The South African Medical Association (SAMA) has pleaded with anxious members of the healthcare community to await convincing clinical evidence before jumping on to any Covid-19 vaccine.
Dr Angelique Coetzee, chairperson of SAMA, said despite the hype around Ivermectin for the prevention and treatment of Covid-19, convincing clinical evidence was yet to emerge from current trials.
Coetzee said while they understood the desperation for an easy and effective treatment, the use and safety of Ivermectin in humans had not been approved in South Africa.
If anything, she said it was important for the correct processes in approving medicines to be followed to the letter.
“Until the use of Ivermectin in humans for Covid-19 is declared safe by the Health Products Authority, we cannot advise doctors or other healthcare workers to use it, despite the growing body of evidence in support of its efficacy.
“Doctors are urged not to buy and sell unregistered products claiming to contain Ivermectin or promote these in any way. The composition of veterinary formulations is not done to the same stringent standards as medicines designed specifically for human use.”
Coetzee also added that under extraordinary circumstances, the health products authority could permit access to unregistered medicines, such as Ivermectin, in terms of the act.
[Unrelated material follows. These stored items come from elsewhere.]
use prometheus::{HistogramOpts, HistogramVec, IntCounter, IntCounterVec, IntGauge, Opts, Registry};
use std::sync::{Arc, OnceLock};
use tracing::info;

// Declare the static OnceLock to hold the Metrics.
static METRICS_INSTANCE: OnceLock<Arc<Metrics>> = OnceLock::new();

/// Initializes on first use and returns the process-wide `Metrics`.
///
/// Synchronous on purpose: consumer drop and watchdog firing record metrics
/// outside of an async context.
pub fn get_metrics() -> &'static Arc<Metrics> {
    METRICS_INSTANCE.get_or_init(|| {
        info!("Initializing Metrics ...");
        Metrics::new()
    })
}

#[derive(Clone)]
pub struct Metrics {
    pub registry: Registry,

    // Source metrics
    pub source_invocations: IntCounter,
    pub source_failures: IntCounterVec,
    pub fetch_duration: HistogramVec,
    pub fetch_outcomes: IntCounterVec,

    // Cache metrics
    pub cache_hits: IntCounter,
    pub token_expiry_unix: IntGauge,
    pub watchdog_fires: IntCounter,
    pub logouts: IntCounter,

    // Distribution metrics
    pub active_consumers: IntGauge,
    pub pipeline_generations: IntCounter,
    pub terminal_failures: IntCounter,

    // Sink metrics
    pub sink_propagations: IntCounter,
    pub sink_failures: IntCounter,

    // Config/runtime
    pub config_validation_errors: IntCounter,
    pub up: IntGauge,
}

impl Metrics {
    fn new() -> Arc<Self> {
        let registry = Registry::new_custom(Some("tokenprovider".into()), None).unwrap();

        let metrics: Arc<Metrics> = Arc::new(Self {
            // Source
            source_invocations: IntCounter::new("source_invocations_total", "Total token source invocations").unwrap(),
            source_failures: IntCounterVec::new(Opts::new("source_failures_total", "Token source failures by phase"),&["phase"],).unwrap(),
            fetch_duration: HistogramVec::new(HistogramOpts::new("fetch_duration_seconds", "Fetch pipeline duration seconds").buckets(vec![0.01, 0.05, 0.1, 0.25, 0.5, 1.0, 2.5, 5.0]),&["outcome"],).unwrap(),
            fetch_outcomes: IntCounterVec::new(Opts::new("fetch_outcomes_total", "Fetch pipeline outcomes"),&["outcome"],).unwrap(),

            // Cache
            cache_hits: IntCounter::new("cache_hits_total", "Evaluations served from the cached token").unwrap(),
            token_expiry_unix: IntGauge::new("token_expiry_unix_seconds", "Expiry timestamp of the cached token, 0 when empty").unwrap(),
            watchdog_fires: IntCounter::new("watchdog_fires_total", "Expiry watchdog firings").unwrap(),
            logouts: IntCounter::new("logouts_total", "Cache clears caused by logout").unwrap(),

            // Distribution
            active_consumers: IntGauge::new("active_consumers", "Attached token consumers").unwrap(),
            pipeline_generations: IntCounter::new("pipeline_generations_total", "Evaluation pipelines started").unwrap(),
            terminal_failures: IntCounter::new("terminal_failures_total", "Failures surfaced to consumers").unwrap(),

            // Sink
            sink_propagations: IntCounter::new("sink_propagations_total", "Tokens written to the file sink").unwrap(),
            sink_failures: IntCounter::new("sink_failures_total", "File sink write failures").unwrap(),

            // Config/runtime
            config_validation_errors: IntCounter::new("config_validation_errors_total","Validation errors during startup",).unwrap(),
            up: IntGauge::new("up", "1 if service is healthy").unwrap(),

            registry,
        });

        // Register all metrics in the registry
        let reg = &metrics.registry;
        reg.register(Box::new(metrics.source_invocations.clone())).unwrap();
        reg.register(Box::new(metrics.source_failures.clone())).unwrap();
        reg.register(Box::new(metrics.fetch_duration.clone())).unwrap();
        reg.register(Box::new(metrics.fetch_outcomes.clone())).unwrap();
        reg.register(Box::new(metrics.cache_hits.clone())).unwrap();
        reg.register(Box::new(metrics.token_expiry_unix.clone())).unwrap();
        reg.register(Box::new(metrics.watchdog_fires.clone())).unwrap();
        reg.register(Box::new(metrics.logouts.clone())).unwrap();
        reg.register(Box::new(metrics.active_consumers.clone())).unwrap();
        reg.register(Box::new(metrics.pipeline_generations.clone())).unwrap();
        reg.register(Box::new(metrics.terminal_failures.clone())).unwrap();
        reg.register(Box::new(metrics.sink_propagations.clone())).unwrap();
        reg.register(Box::new(metrics.sink_failures.clone())).unwrap();
        reg.register(Box::new(metrics.config_validation_errors.clone())).unwrap();
        reg.register(Box::new(metrics.up.clone())).unwrap();

        metrics
    }
}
She said however, the efficacy of the medicine was largely still in question and more studies were required.
“No First World country has approved this medicine for the treatment of Covid-19, and neither has the World Health Organization, so we have to follow due process.”
According to the South African Health Products Regulatory Authority, Ivermectin was widely used for the treatment and control of parasites in animals and to treat several tropical diseases in humans not commonly seen in South Africa, as well as scabies and head lice.
The body said Ivermectin was a synthetic derivative of the antiparasitic class of compounds known as avermectins.
In South Africa Ivermectin is registered for use under the Department of Agriculture for use in animals, meaning that vets and other trained personnel were allowed to prescribe it as an antiparasitic agent for a variety of animals.
The drug is currently not registered for human use, but the authority occasionally granted Section 21 permits for the use of topical Ivermectin as an unregistered product for the treatment of individual patients with severe cases of scabies or head lice.
Coetzee urged people to remember that despite its availability and listing on the World Health Organization drug list, nothing to date had been said of its efficacy or safety for humans battling Covid-19.